Breastfeeding also offers benefits to breastfeeding moms, but that was not the focus of this strategy. The minister explained: "South Africa is one of only 12 countries in the world where infant mortality has been on the increase and as government we have committed ourselves to changing this unacceptable situation. Hence reducing child mortality is one of the most important priorities in our country and central to this is breastfeeding as a child survival strategy." He added that regulations would be created to enforce international regulations on the quality of breastmilk substitues.
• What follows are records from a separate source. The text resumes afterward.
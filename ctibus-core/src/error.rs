use thiserror::Error;

#[derive(Error, Debug)]
pub enum Error {
    #[error("Redis error: {0}")]
    Redis(#[from] redis::RedisError),

    #[error("Serialization error: {0}")]
    Serialization(#[from] serde_json::Error),

    /// A requested resource was deleted inside the lock race window
    #[error("Resource already deleted: {}", .ids.join(", "))]
    AlreadyDeleted { ids: Vec<String> },

    /// The lease could not be obtained before retries ran out
    #[error("Lock timeout on {} after {attempts} attempt(s)", .resources.join(", "))]
    LockTimeout {
        resources: Vec<String>,
        attempts: u32,
    },

    /// Extension refused: the lease expired or changed owner
    #[error("Lock lost on {}", .resources.join(", "))]
    LeaseLost { resources: Vec<String> },

    #[error("Unsupported: {0}")]
    Unsupported(String),

    #[error("Configuration error: {0}")]
    Configuration(String),

    #[error("Store error: {0}")]
    Store(String),

    #[error("Timeout: {0}")]
    Timeout(String),

    #[error("Invalid input: {0}")]
    InvalidInput(String),

    #[error("Not running: {0}")]
    NotRunning(String),

    #[error("Internal error: {0}")]
    Internal(String),
}

impl Error {
    /// Coordination failures: the caller must abort its mutation
    #[must_use]
    pub const fn is_lock_error(&self) -> bool {
        matches!(
            self,
            Self::AlreadyDeleted { .. } | Self::LockTimeout { .. } | Self::LeaseLost { .. }
        )
    }

    /// I/O failures that a retry loop may recover from
    #[must_use]
    pub const fn is_transient(&self) -> bool {
        matches!(self, Self::Redis(_) | Self::Store(_) | Self::Timeout(_))
    }
}

pub type Result<T> = std::result::Result<T, Error>;
//! Cross-node coordination: topic fan-out and cluster membership

pub mod bridge;
pub mod bus;
pub mod error;
pub mod hub;
pub mod node_registry;
pub mod topics;

pub use bridge::{PublishRequest, RedisBridge};
pub use bus::EventBus;
pub use error::{Error, Result};
pub use hub::{BusMessage, PubSubHub, Subscription};
pub use node_registry::{default_node_id, NodeInfo, NodeRegistry, NODE_TTL_SECS};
And remember, South Africa is a country that is at the heart of the HIV/AIDS epidemic. The minister of health also said that even HIV-positive mothers were encouraged to exclusively breastfeed for the first six months, saying: "It is undeniable that breastfeeding is the very best way to nourish babies - there is, literally, no substitute for it." Perhaps that is a flaw in the country's new plans, because HIV can be transmitted through breastfeeding. However, promoting breastfeeding is certainly the most important in countries that struggle with poverty and development. Perhaps South Africa can be an example to other countries in this.